Immune responses to recall TT vaccination in low VA (n = 18) and high VA (n = 18) groups. (A–C) PBMC SI in 3 different levels of TT antigen. (D) Serum anti-TT IgG responses (E) PBMC-released spontenous anti-TT IgG. (F–K) TT-specific T-cell cytokines in PBMC. Values are means ± SE. Significance levels of the main effects (M) and interactions with time (In) are indicated.
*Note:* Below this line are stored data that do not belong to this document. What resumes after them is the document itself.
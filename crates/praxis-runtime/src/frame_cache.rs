// Copyright 2025 Neuraville Inc.
// SPDX-License-Identifier: Apache-2.0

//! # Frame Cache
//!
//! Memoizes expensive per-frame transforms under a fixed time-to-live.
//!
//! The map lock is held only around lookup, insert and the eviction sweep.
//! `compute` runs with no lock held; concurrent misses on the same key wait
//! on an in-flight marker instead of computing twice.

use ahash::AHashMap;
use parking_lot::{Condvar, Mutex, MutexGuard};
use std::hash::{Hash, Hasher};
use std::sync::atomic::{AtomicU64, Ordering};
use std::time::{Duration, Instant};
use tracing::trace;

/// Default entry lifetime
pub const DEFAULT_TTL: Duration = Duration::from_millis(1000);

/// Fast, possibly-lossy digest of an input used as the cache key
///
/// Collisions are tolerated: a colliding entry is served at most until it expires.
pub trait Fingerprint {
    fn fingerprint(&self) -> u64;
}

impl Fingerprint for [u8] {
    fn fingerprint(&self) -> u64 {
        let mut hasher = ahash::AHasher::default();
        self.hash(&mut hasher);
        hasher.finish()
    }
}

impl Fingerprint for Vec<u8> {
    fn fingerprint(&self) -> u64 {
        self.as_slice().fingerprint()
    }
}

impl Fingerprint for str {
    fn fingerprint(&self) -> u64 {
        self.as_bytes().fingerprint()
    }
}

impl Fingerprint for u64 {
    fn fingerprint(&self) -> u64 {
        *self
    }
}

enum Slot<V> {
    Ready { value: V, inserted_at: Instant },
    Pending,
}

/// Point-in-time cache counters
#[derive(Debug, Clone, Copy, Default, PartialEq, Eq)]
pub struct CacheStats {
    pub hits: u64,
    pub misses: u64,
    /// Entries currently stored, including expired ones not yet swept
    pub entries: usize,
}

impl CacheStats {
    pub fn hit_rate(&self) -> f64 {
        let total = self.hits + self.misses;
        if total == 0 {
            0.0
        } else {
            self.hits as f64 / total as f64
        }
    }
}

/// TTL cache keyed by [`Fingerprint`]
pub struct FrameCache<V> {
    ttl: Duration,
    slots: Mutex<AHashMap<u64, Slot<V>>>,
    settled: Condvar,
    hits: AtomicU64,
    misses: AtomicU64,
}

impl<V: Clone> FrameCache<V> {
    pub fn new(ttl: Duration) -> Self {
        Self {
            ttl,
            slots: Mutex::new(AHashMap::new()),
            settled: Condvar::new(),
            hits: AtomicU64::new(0),
            misses: AtomicU64::new(0),
        }
    }

    pub fn ttl(&self) -> Duration {
        self.ttl
    }

    /// Return the cached transform of `input`, computing it on a miss
    ///
    /// An entry aged `ttl` or more is treated as absent. A failed `compute`
    /// stores nothing; callers waiting on the same key then compute themselves.
    /// `compute` must not re-enter the cache with the same key.
    pub fn get_or_compute<I, F, E>(&self, input: &I, compute: F) -> Result<V, E>
    where
        I: Fingerprint + ?Sized,
        F: FnOnce(&I) -> Result<V, E>,
    {
        let key = input.fingerprint();
        self.get_or_compute_keyed(key, || compute(input))
    }

    /// Same as [`get_or_compute`](Self::get_or_compute) with a precomputed key
    pub fn get_or_compute_keyed<F, E>(&self, key: u64, compute: F) -> Result<V, E>
    where
        F: FnOnce() -> Result<V, E>,
    {
        let mut slots = self.slots.lock();
        loop {
            match slots.get(&key) {
                Some(Slot::Ready { value, inserted_at }) if inserted_at.elapsed() < self.ttl => {
                    self.hits.fetch_add(1, Ordering::Relaxed);
                    return Ok(value.clone());
                }
                Some(Slot::Pending) => self.settled.wait(&mut slots),
                _ => break,
            }
        }

        slots.insert(key, Slot::Pending);
        self.misses.fetch_add(1, Ordering::Relaxed);
        drop(slots);

        let mut marker = PendingMarker {
            cache: self,
            key,
            armed: true,
        };
        let result = compute();
        marker.armed = false;

        let mut slots = self.slots.lock();
        match &result {
            Ok(value) => {
                let now = Instant::now();
                slots.insert(
                    key,
                    Slot::Ready {
                        value: value.clone(),
                        inserted_at: now,
                    },
                );
                self.sweep(&mut slots, now);
            }
            Err(_) => {
                slots.remove(&key);
            }
        }
        drop(slots);
        self.settled.notify_all();

        result
    }

    /// Unexpired value for `key`, without computing
    pub fn get(&self, key: u64) -> Option<V> {
        let slots = self.slots.lock();
        match slots.get(&key) {
            Some(Slot::Ready { value, inserted_at }) if inserted_at.elapsed() < self.ttl => {
                self.hits.fetch_add(1, Ordering::Relaxed);
                Some(value.clone())
            }
            _ => None,
        }
    }

    /// Drop every expired entry now
    pub fn purge_expired(&self) -> usize {
        let mut slots = self.slots.lock();
        self.sweep(&mut slots, Instant::now())
    }

    /// Drop every ready entry; in-flight computations are left alone
    pub fn clear(&self) {
        self.slots
            .lock()
            .retain(|_, slot| matches!(slot, Slot::Pending));
    }

    pub fn len(&self) -> usize {
        self.slots.lock().len()
    }

    pub fn is_empty(&self) -> bool {
        self.len() == 0
    }

    pub fn stats(&self) -> CacheStats {
        CacheStats {
            hits: self.hits.load(Ordering::Relaxed),
            misses: self.misses.load(Ordering::Relaxed),
            entries: self.len(),
        }
    }

    fn sweep(&self, slots: &mut MutexGuard<'_, AHashMap<u64, Slot<V>>>, now: Instant) -> usize {
        let before = slots.len();
        let ttl = self.ttl;
        slots.retain(|_, slot| match slot {
            Slot::Ready { inserted_at, .. } => now.saturating_duration_since(*inserted_at) < ttl,
            Slot::Pending => true,
        });
        let evicted = before - slots.len();
        if evicted > 0 {
            trace!("[FRAME-CACHE] Evicted {} expired entries", evicted);
        }
        evicted
    }
}

impl<V: Clone> Default for FrameCache<V> {
    fn default() -> Self {
        Self::new(DEFAULT_TTL)
    }
}

/// Clears the in-flight marker if `compute` unwinds
struct PendingMarker<'a, V: Clone> {
    cache: &'a FrameCache<V>,
    key: u64,
    armed: bool,
}

impl<V: Clone> Drop for PendingMarker<'_, V> {
    fn drop(&mut self) {
        if !self.armed {
            return;
        }
        let mut slots = self.cache.slots.lock();
        if matches!(slots.get(&self.key), Some(Slot::Pending)) {
            slots.remove(&self.key);
        }
        drop(slots);
        self.cache.settled.notify_all();
    }
}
Labeled means within a group without a common letter differ, P < 0.05. ^#Groups differ at that time, P < 0.05.

FIGURE 3

Spearman correlation between vaccine-specific immune responses and estimated whole body vitamin A pool size during 1 wk and 1 mo post vaccination: (A) YFV-specific responses, n = 30, and (B) TT-specific responses, n = 33. *P < 0.05.

FIGURE 4

Relationship between liver vitamin A concentrations and logical groupings of YFV vaccine responses (n = 30): (A) Th2 cytokines (IL-4, IL-5, and IL-10) at 1 wk postvaccination; and (B) 3 levels of antigen-induced PBMC SI and neutralizing antibody PRNT₅₀ titer at 1 mo postvaccination. The Z-score-normalized responses for each group were plotted and the break-point estimates obtained from the 2-phase segmental linear regression model. ^#Liver vitamin A stores were estimated from total body vitamin A pool size 1 mo after vaccination (includeding oral isotopic dose) as described in Materials and Methods.